** Opening MATERIAL TO PROCESS block **

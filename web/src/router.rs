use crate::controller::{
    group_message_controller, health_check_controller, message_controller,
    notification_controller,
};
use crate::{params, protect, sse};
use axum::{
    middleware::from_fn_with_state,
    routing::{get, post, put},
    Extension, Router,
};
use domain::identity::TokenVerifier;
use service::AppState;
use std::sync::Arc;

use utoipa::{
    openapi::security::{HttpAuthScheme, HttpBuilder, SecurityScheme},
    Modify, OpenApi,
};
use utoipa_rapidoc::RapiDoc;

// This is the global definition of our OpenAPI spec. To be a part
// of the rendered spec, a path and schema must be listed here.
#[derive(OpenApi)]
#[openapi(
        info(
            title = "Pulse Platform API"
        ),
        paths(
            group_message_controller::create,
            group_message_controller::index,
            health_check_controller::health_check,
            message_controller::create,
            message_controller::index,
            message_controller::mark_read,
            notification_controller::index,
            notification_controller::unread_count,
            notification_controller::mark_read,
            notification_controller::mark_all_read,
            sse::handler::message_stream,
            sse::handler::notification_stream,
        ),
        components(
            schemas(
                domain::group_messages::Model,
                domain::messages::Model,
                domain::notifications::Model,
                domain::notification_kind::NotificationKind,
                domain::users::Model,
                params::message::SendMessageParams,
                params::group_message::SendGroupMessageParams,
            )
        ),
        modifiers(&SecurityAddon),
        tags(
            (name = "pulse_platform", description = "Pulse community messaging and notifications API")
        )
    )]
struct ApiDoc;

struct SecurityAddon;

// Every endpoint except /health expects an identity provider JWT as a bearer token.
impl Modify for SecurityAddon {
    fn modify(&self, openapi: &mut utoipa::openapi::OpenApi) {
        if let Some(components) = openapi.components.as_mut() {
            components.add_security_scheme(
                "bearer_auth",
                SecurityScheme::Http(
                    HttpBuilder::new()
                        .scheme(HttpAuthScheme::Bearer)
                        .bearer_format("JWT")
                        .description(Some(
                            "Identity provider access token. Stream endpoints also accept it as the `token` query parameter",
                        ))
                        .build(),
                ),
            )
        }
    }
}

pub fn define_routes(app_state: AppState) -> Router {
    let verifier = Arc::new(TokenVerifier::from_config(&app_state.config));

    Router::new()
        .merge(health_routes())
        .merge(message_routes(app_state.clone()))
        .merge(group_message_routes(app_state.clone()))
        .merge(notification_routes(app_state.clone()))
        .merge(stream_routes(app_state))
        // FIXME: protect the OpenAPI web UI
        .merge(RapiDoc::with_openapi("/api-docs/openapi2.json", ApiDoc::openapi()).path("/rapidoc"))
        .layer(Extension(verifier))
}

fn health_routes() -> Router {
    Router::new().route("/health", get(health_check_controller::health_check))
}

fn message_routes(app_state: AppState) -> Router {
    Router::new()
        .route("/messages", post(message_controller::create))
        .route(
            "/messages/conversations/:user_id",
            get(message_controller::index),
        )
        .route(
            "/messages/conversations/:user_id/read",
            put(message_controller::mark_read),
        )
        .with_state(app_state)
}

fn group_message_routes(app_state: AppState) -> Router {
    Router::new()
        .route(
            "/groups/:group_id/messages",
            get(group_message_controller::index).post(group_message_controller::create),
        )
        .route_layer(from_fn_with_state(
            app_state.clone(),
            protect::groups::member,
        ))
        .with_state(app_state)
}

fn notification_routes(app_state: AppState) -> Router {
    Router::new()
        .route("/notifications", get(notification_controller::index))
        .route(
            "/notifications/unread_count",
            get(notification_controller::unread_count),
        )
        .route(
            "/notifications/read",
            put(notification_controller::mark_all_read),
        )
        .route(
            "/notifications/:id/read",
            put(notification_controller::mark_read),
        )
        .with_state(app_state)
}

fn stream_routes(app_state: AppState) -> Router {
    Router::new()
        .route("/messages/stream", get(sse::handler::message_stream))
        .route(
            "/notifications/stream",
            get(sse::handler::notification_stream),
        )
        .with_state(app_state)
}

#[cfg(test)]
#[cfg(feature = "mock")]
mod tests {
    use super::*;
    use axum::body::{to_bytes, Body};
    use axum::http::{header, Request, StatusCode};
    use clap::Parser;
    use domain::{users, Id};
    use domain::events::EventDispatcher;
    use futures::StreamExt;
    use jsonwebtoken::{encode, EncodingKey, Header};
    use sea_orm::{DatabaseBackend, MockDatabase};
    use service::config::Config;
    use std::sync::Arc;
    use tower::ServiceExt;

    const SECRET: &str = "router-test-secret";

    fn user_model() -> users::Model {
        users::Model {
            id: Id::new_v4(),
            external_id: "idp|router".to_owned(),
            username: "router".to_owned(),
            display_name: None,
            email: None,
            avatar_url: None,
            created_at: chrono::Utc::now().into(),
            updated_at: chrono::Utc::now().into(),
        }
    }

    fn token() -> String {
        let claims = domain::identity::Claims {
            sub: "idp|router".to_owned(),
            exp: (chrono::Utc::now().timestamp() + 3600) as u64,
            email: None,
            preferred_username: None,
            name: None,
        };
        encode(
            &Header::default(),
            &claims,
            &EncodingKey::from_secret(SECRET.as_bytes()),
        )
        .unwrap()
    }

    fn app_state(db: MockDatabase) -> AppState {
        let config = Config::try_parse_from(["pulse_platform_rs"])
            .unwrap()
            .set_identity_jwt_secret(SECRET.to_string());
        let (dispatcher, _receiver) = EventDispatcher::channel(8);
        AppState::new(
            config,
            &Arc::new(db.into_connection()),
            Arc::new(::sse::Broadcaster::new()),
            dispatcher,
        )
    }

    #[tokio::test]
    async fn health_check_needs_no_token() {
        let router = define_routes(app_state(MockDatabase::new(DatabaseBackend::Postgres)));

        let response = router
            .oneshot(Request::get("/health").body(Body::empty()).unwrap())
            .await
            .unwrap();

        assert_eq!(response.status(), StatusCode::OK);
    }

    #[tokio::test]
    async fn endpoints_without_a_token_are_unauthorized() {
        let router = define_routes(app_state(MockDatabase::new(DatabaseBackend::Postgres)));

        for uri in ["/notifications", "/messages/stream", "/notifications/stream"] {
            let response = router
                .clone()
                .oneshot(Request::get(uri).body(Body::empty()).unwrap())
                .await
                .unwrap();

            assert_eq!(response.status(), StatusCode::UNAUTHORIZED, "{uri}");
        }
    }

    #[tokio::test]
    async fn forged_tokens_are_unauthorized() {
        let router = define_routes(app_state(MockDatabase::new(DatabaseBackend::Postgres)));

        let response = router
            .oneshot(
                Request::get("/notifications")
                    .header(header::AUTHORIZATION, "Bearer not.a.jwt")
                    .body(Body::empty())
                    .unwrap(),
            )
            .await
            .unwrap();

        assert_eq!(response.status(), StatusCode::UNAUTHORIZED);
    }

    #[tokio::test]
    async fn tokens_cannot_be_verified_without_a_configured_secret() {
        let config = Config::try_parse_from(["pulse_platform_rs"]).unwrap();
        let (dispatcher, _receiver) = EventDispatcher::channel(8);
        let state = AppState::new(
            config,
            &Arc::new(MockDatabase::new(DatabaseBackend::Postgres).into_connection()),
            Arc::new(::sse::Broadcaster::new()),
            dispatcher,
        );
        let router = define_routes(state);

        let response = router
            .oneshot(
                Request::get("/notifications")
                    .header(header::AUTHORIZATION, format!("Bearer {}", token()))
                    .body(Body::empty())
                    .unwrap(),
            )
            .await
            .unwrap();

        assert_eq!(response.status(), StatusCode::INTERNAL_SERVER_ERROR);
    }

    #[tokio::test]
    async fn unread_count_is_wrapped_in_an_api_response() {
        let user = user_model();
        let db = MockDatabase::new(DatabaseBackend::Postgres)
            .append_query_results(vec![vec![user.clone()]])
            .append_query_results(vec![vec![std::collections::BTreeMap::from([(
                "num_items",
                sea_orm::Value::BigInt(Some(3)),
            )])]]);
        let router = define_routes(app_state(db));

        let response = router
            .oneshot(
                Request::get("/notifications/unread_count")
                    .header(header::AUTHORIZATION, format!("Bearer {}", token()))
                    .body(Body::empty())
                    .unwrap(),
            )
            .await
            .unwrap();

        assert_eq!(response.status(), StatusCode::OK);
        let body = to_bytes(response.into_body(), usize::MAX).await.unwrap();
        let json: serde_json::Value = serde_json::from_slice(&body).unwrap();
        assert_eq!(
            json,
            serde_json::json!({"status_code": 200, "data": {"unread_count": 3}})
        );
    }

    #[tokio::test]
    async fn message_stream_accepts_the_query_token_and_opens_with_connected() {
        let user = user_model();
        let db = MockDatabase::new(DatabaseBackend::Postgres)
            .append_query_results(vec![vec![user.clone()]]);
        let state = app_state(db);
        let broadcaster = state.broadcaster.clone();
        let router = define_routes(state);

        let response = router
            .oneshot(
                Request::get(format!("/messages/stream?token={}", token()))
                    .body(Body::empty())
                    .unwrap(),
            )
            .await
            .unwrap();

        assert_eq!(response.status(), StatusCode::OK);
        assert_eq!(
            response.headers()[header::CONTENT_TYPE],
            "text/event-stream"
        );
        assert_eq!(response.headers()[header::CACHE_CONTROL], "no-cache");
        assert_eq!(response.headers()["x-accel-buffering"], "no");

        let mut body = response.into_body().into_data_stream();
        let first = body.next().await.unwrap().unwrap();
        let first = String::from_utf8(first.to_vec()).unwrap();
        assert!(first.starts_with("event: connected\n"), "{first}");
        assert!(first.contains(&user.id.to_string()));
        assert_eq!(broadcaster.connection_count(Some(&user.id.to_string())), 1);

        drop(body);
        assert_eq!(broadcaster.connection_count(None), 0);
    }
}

** Closing MATERIAL TO PROCESS block **
** Opening MATERIAL TO PROCESS block **

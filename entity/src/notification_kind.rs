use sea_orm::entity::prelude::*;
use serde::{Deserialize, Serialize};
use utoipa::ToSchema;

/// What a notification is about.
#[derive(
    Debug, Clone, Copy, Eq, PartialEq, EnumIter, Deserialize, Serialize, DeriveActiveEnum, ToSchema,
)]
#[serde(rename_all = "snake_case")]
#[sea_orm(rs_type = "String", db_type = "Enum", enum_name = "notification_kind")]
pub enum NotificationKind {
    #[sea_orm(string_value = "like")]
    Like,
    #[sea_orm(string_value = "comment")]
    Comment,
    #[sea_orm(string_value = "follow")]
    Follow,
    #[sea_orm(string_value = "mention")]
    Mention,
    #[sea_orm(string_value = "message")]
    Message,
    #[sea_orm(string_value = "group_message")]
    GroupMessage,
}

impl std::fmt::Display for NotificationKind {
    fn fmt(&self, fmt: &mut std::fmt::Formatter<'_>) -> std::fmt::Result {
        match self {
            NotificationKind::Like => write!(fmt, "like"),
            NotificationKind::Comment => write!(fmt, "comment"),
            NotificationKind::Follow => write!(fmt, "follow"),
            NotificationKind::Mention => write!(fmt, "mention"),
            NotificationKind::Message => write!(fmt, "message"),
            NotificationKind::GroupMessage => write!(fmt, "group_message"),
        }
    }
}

** Closing MATERIAL TO PROCESS block **

» WORK INSTRUCTION
Set down, from the entries above, exactly the lines from the one with "filename web/src/router.rs" up to and including the one with "use domain::identity::TokenVerifier;", and no other lines.

» TASK SOLUTION
filename web/src/router.rs
use crate::controller::{
    group_message_controller, health_check_controller, message_controller,
    notification_controller,
};
use crate::{params, protect, sse};
use axum::{
    middleware::from_fn_with_state,
    routing::{get, post, put},
    Extension, Router,
};
use domain::identity::TokenVerifier;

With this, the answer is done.